Teksty dla (Starego) Teatru to druga już, po Parafrazach z 2011 roku, antologia dramatów Pawła Demirskiego. Tym razem wydane zostały utwory, które wystawiła Monika Strzępka na deskach Starego Teatru w Krakowie w latach 2013–2020.
Publikacja prowokuje, wynikające z charakteru tej twórczości, pytanie o autonomię tekstu wobec inscenizacji. Pojawiało się ono szczególnie dobitnie ze względu na rodzaj ścisłej współpracy autora z reżyserką, tu dodatkowo sankcjonuje je wpływ zespołu aktorskiego Starego Teatru na proces twórczy dramatopisarza.

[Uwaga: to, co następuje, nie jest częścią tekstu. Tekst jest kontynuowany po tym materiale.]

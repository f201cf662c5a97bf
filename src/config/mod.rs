//! Configuration for elimination-based algorithms.

pub mod options;
pub use options::{EliminationOptions, PivotStrategy};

Demirski, podobnie jak w Parafrazach, na okładce sugeruje przynależność gatunkową publikowanych dramatów i tak samo jak w przypadku pierwszego zbioru pokazuje ich silną zależność od sceny. Podkreśla to również Agata Dąbek we wprowadzającym artykule, zaznaczając, że autor nazywa swoje utwory „tekstami” albo „przedstawieniami”. Metodą pisarską Demirskiego jest praca nad fragmentami scenariusza – jego sztuki nie powstają jako całe, skończone dramaty, a do tego przygotowywane są „pod” konkretne wykonanie. Z zamieszczonych w książce wywiadów z aktorami wynika, że Demirski pisząc, współpracuje nie tylko ze Strzępką, lecz także z nimi. Sytuacja taka ma miejsce w odniesieniu i do poszczególnych postaci literackich, które kształtowane są z uwzględnieniem wykonawcy, i do zespołu. Potwierdzeniem nieautonomiczności sztuk „dla Starego Teatru” mogłaby być też niechęć Demirskiego do pomysłu wydania książki. Dąbek przyznaje, że musiała przekonywać go do tego gestu – rozrywającego, wydawałoby się, organiczny związek tych sztuk ze sceną. W zamieszczonym w tomie wywiadzie dramatopisarz wyraźnie sugeruje czytelnikowi, że spektakl jest tutaj dominantą, zaś lektura aktem wtórnym, „wracaniem do dramatu” po spektaklu, jak mówi. Warto dodać, że z wyjątkiem Jeńczyny, której premiera odbyła się z opóźnieniem spowodowanym sytuacją pandemiczną, wszystkie te przedstawienia pozostawały wówczas w repertuarze krakowskiego teatru. Publikacja sprawia jednak, że ich „scenariusze” wkraczają w sferę komunikacji czytelniczej i jako takie nabierają autonomii. Ponadto redaktorka i aktorzy Starego zgodnie zauważają, że Demirski rzadziej bywa na próbach, co sugerowałoby, że autor coraz bardziej tylko inspiruje się rozmowami z nimi czy reżyserką.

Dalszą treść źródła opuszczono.